Within the entries that follow, show each line where the word "snapshot" occurs.

[Data supplied]

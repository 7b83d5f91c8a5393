//! Directory exclusion rules shared by file counting and live change filtering.
//!
//! Both call sites go through [`is_excluded_in`] so that the number of files
//! reported at watch time and the set of paths that produce change events
//! never drift apart.

use std::path::{Component, Path};

/// Directory names whose contents are never counted or reported.
pub const IGNORED_DIRS: &[&str] = &[
    ".git",
    "node_modules",
    "__pycache__",
    ".venv",
    "venv",
    "dist",
    "build",
    ".next",
    "target",
    ".pytest_cache",
];

/// Returns true if any segment of `path` is one of [`IGNORED_DIRS`].
///
/// Pure: no filesystem access, only the path's components are inspected.
pub fn should_ignore(path: &Path) -> bool {
    path.components().any(|component| match component {
        Component::Normal(name) => name
            .to_str()
            .is_some_and(|name| IGNORED_DIRS.contains(&name)),
        _ => false,
    })
}

/// Apply [`should_ignore`] to `path` relative to `project`.
///
/// A project that itself lives under e.g. `~/build/app` must not have all of
/// its files excluded, so only the segments below the project root count.
/// Paths outside the project are checked as-is.
pub fn is_excluded_in(project: &Path, path: &Path) -> bool {
    match path.strip_prefix(project) {
        Ok(relative) => should_ignore(relative),
        Err(_) => should_ignore(path),
    }
}
//! Event queue bridging watcher threads and the dispatch loop.
//!
//! Watch sources run on notify's native threads and must never stall OS-level
//! delivery, so the producer side is an unbounded channel whose `push` is
//! constant-time. The single consumer polls with [`EventReceiver::pop_if_available`]
//! from a tokio task.
//!
//! Records pushed from one source arrive in the order they were pushed; no
//! ordering is promised between different sources.

use std::sync::atomic::{AtomicUsize, Ordering};
use std::sync::Arc;

use tokio::sync::mpsc::{self, error::TryRecvError};

use super::events::ChangeRecord;

/// Create a connected producer/consumer pair
pub fn event_queue() -> (EventSender, EventReceiver) {
    let (tx, rx) = mpsc::unbounded_channel();
    let depth = Arc::new(AtomicUsize::new(0));
    (
        EventSender {
            tx,
            depth: Arc::clone(&depth),
        },
        EventReceiver {
            rx,
            depth,
            closed: false,
        },
    )
}

/// Producer handle. Cheap to clone, one per watch source.
#[derive(Debug, Clone)]
pub struct EventSender {
    tx: mpsc::UnboundedSender<ChangeRecord>,
    depth: Arc<AtomicUsize>,
}

impl EventSender {
    /// Enqueue a record without blocking.
    ///
    /// Returns false if the consumer has gone away; the record is dropped.
    pub fn push(&self, record: ChangeRecord) -> bool {
        self.depth.fetch_add(1, Ordering::SeqCst);
        match self.tx.send(record) {
            Ok(()) => true,
            Err(_) => {
                self.depth.fetch_sub(1, Ordering::SeqCst);
                false
            }
        }
    }

    /// Records pushed but not yet popped
    pub fn depth(&self) -> usize {
        self.depth.load(Ordering::SeqCst)
    }
}

/// Consumer handle owned by the dispatch loop
#[derive(Debug)]
pub struct EventReceiver {
    rx: mpsc::UnboundedReceiver<ChangeRecord>,
    depth: Arc<AtomicUsize>,
    closed: bool,
}

impl EventReceiver {
    /// Take the next record if one is ready. Never blocks.
    pub fn pop_if_available(&mut self) -> Option<ChangeRecord> {
        match self.rx.try_recv() {
            Ok(record) => {
                self.depth.fetch_sub(1, Ordering::SeqCst);
                Some(record)
            }
            Err(TryRecvError::Empty) => None,
            Err(TryRecvError::Disconnected) => {
                self.closed = true;
                None
            }
        }
    }

    /// True once every sender is dropped and the backlog is drained
    pub fn is_closed(&self) -> bool {
        self.closed
    }

    pub fn depth(&self) -> usize {
        self.depth.load(Ordering::SeqCst)
    }
}
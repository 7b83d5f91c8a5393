//! Watch registry tests through the daemon entry points

use ghostwatch::error::DaemonError;
use ghostwatch::server::{UnwatchOutcome, WatchOutcome};

use crate::common::{drain_outbox, outbox_until, start_daemon, TestRepo};

#[tokio::test]
async fn test_file_count_skips_ignored_directories() {
    let repo = TestRepo::with_sample_project();
    let (daemon, _aggregator) = start_daemon();
    let state = daemon.state();

    let outcome = state.watch_project(repo.path().to_path_buf()).await.unwrap();
    assert_eq!(
        outcome,
        WatchOutcome::Watching {
            path: repo.canonical_path(),
            files: 3,
        }
    );
    assert_eq!(state.metrics().snapshot().files_watched, 3);

    let projects = state.list_projects();
    assert_eq!(projects.len(), 1);
    assert_eq!(projects[0].path, repo.canonical_path());
    assert_eq!(projects[0].files, 3);

    daemon.shutdown().await.unwrap();
}

#[tokio::test]
async fn test_double_watch_emits_each_change_once() {
    let repo = TestRepo::with_sample_project();
    let (daemon, aggregator) = start_daemon();
    let state = daemon.state();
    let (_id, mut outbox) = state.subscribers().register(None);

    state.watch_project(repo.path().to_path_buf()).await.unwrap();
    let again = state
        .watch_project(repo.path().join("src").join(".."))
        .await
        .unwrap();
    assert!(matches!(again, WatchOutcome::AlreadyWatching { .. }));
    assert_eq!(state.watches().len(), 1);

    repo.append_to("a.txt", "once\n");
    outbox_until(&mut outbox, |v| v["event"] == "file_changed").await;
    let rest = drain_outbox(&mut outbox).await;
    assert!(
        rest.iter().all(|v| v["event"] != "file_changed"),
        "Duplicate change records: {:?}",
        rest
    );
    assert_eq!(aggregator.records().len(), 1);

    daemon.shutdown().await.unwrap();
}

#[tokio::test]
async fn test_unwatch_stops_records() {
    let repo = TestRepo::with_sample_project();
    let (daemon, aggregator) = start_daemon();
    let state = daemon.state();
    let (_id, mut outbox) = state.subscribers().register(None);

    state.watch_project(repo.path().to_path_buf()).await.unwrap();
    let outcome = state.unwatch_project(repo.path().to_path_buf()).await.unwrap();
    assert_eq!(
        outcome,
        UnwatchOutcome::Unwatched {
            path: repo.canonical_path()
        }
    );

    repo.append_to("a.txt", "after unwatch\n");
    let seen = drain_outbox(&mut outbox).await;
    assert!(
        seen.iter().all(|v| v["event"] != "file_changed"),
        "Record after unwatch: {:?}",
        seen
    );
    assert!(aggregator.records().is_empty());

    daemon.shutdown().await.unwrap();
}

#[tokio::test]
async fn test_unwatch_unknown_project() {
    let watched = TestRepo::new();
    let other = TestRepo::new();
    let (daemon, _aggregator) = start_daemon();
    let state = daemon.state();

    state.watch_project(watched.path().to_path_buf()).await.unwrap();
    let before = state.watches().projects();

    let outcome = state.unwatch_project(other.path().to_path_buf()).await.unwrap();
    assert!(matches!(outcome, UnwatchOutcome::NotWatching { .. }));
    assert_eq!(state.watches().projects(), before);

    daemon.shutdown().await.unwrap();
}

#[tokio::test]
async fn test_watch_missing_path_is_reported() {
    let repo = TestRepo::new();
    let (daemon, _aggregator) = start_daemon();
    let state = daemon.state();

    let err = state
        .watch_project(repo.path().join("does-not-exist"))
        .await
        .unwrap_err();
    assert!(matches!(err, DaemonError::InvalidPath { .. }));
    assert_eq!(err.error_code(), "invalid_path");
    assert!(state.watches().is_empty());
    assert_eq!(state.metrics().snapshot().files_watched, 0);

    daemon.shutdown().await.unwrap();
}

#[tokio::test]
async fn test_counters_never_decrease() {
    let first = TestRepo::with_sample_project();
    let second = TestRepo::new();
    second.add_file("one.txt", "1");
    let (daemon, _aggregator) = start_daemon();
    let state = daemon.state();
    let (_id, mut outbox) = state.subscribers().register(None);

    state.watch_project(first.path().to_path_buf()).await.unwrap();
    let after_first = state.metrics().snapshot();

    state.watch_project(second.path().to_path_buf()).await.unwrap();
    second.append_to("one.txt", "2");
    outbox_until(&mut outbox, |v| v["event"] == "file_changed").await;
    let after_change = state.metrics().snapshot();

    state.unwatch_project(first.path().to_path_buf()).await.unwrap();
    let after_unwatch = state.metrics().snapshot();

    assert!(after_change.files_watched >= after_first.files_watched);
    assert!(after_change.changes_detected > after_first.changes_detected);
    assert!(after_change.last_activity.is_some());
    assert_eq!(after_unwatch.files_watched, after_change.files_watched);
    assert_eq!(after_unwatch.changes_detected, after_change.changes_detected);

    daemon.shutdown().await.unwrap();
}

[/Data supplied]

* _Written answer_:
    assert_eq!(state.metrics().snapshot().files_watched, 3);
    assert_eq!(state.metrics().snapshot().files_watched, 0);
    let after_first = state.metrics().snapshot();
    let after_change = state.metrics().snapshot();
    let after_unwatch = state.metrics().snapshot();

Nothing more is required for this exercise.